» **The data**:
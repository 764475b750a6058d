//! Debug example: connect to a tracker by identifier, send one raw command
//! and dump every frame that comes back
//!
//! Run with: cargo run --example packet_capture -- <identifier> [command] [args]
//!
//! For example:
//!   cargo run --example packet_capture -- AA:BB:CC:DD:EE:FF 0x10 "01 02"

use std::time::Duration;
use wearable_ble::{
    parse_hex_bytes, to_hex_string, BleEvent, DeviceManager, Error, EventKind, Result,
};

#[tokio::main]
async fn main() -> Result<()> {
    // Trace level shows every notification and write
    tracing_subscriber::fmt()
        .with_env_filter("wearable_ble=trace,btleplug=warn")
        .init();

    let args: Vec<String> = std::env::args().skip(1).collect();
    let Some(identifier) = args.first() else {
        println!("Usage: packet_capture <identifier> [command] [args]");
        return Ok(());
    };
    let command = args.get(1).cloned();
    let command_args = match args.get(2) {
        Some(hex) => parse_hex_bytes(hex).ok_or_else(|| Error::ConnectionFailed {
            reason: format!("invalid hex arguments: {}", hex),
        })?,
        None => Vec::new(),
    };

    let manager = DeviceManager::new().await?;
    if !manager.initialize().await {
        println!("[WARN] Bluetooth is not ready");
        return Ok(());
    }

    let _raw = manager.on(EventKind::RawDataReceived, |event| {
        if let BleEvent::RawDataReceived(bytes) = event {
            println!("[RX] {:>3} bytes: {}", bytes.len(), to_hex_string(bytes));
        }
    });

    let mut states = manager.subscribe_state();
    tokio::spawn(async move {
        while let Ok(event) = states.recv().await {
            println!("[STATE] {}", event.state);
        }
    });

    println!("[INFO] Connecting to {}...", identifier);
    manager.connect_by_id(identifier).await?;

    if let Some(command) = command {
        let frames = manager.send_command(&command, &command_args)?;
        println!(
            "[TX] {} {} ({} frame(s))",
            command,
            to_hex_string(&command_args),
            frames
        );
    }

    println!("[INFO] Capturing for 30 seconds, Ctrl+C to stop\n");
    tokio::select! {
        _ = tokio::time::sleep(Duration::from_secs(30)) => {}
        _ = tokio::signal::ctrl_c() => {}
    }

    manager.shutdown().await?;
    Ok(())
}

...

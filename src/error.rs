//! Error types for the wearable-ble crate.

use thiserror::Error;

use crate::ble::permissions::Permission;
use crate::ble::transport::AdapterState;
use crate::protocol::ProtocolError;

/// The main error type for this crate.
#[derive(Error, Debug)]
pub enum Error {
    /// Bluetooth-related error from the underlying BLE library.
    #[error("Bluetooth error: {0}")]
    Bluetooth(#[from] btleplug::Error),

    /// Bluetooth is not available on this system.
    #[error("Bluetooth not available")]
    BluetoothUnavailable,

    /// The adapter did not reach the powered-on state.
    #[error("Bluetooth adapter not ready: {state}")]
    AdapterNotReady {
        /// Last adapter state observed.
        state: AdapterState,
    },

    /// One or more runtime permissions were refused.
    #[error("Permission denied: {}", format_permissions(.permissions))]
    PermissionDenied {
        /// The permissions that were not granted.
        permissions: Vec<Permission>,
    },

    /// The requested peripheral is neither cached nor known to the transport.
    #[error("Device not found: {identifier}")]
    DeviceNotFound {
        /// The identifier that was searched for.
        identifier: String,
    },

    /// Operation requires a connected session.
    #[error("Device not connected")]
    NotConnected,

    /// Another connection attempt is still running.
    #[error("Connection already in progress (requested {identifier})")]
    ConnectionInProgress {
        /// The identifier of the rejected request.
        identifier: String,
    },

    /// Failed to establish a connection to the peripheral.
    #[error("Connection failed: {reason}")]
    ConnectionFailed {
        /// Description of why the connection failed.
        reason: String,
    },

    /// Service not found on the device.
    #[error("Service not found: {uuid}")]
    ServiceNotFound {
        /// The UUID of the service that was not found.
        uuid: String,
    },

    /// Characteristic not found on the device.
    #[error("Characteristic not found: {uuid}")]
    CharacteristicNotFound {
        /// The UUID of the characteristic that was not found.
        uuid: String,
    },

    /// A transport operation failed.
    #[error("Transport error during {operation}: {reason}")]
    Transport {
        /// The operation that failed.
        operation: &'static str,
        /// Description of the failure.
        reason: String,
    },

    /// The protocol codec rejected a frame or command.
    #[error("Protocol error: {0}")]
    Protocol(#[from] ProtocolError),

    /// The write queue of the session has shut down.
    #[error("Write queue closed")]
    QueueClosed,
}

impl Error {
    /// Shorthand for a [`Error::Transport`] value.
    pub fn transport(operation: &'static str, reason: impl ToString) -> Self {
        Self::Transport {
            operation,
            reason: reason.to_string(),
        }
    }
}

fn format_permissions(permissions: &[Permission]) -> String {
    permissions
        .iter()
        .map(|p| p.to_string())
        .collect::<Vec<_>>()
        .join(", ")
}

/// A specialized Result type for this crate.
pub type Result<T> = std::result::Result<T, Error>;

» **Exercise aim**:
Once you have identified the lines above that contain "Result", copy each of them.

» **Answer space**:
    parse_hex_bytes, to_hex_string, BleEvent, DeviceManager, Error, EventKind, Result,
async fn main() -> Result<()> {
/// A specialized Result type for this crate.
pub type Result<T> = std::result::Result<T, Error>;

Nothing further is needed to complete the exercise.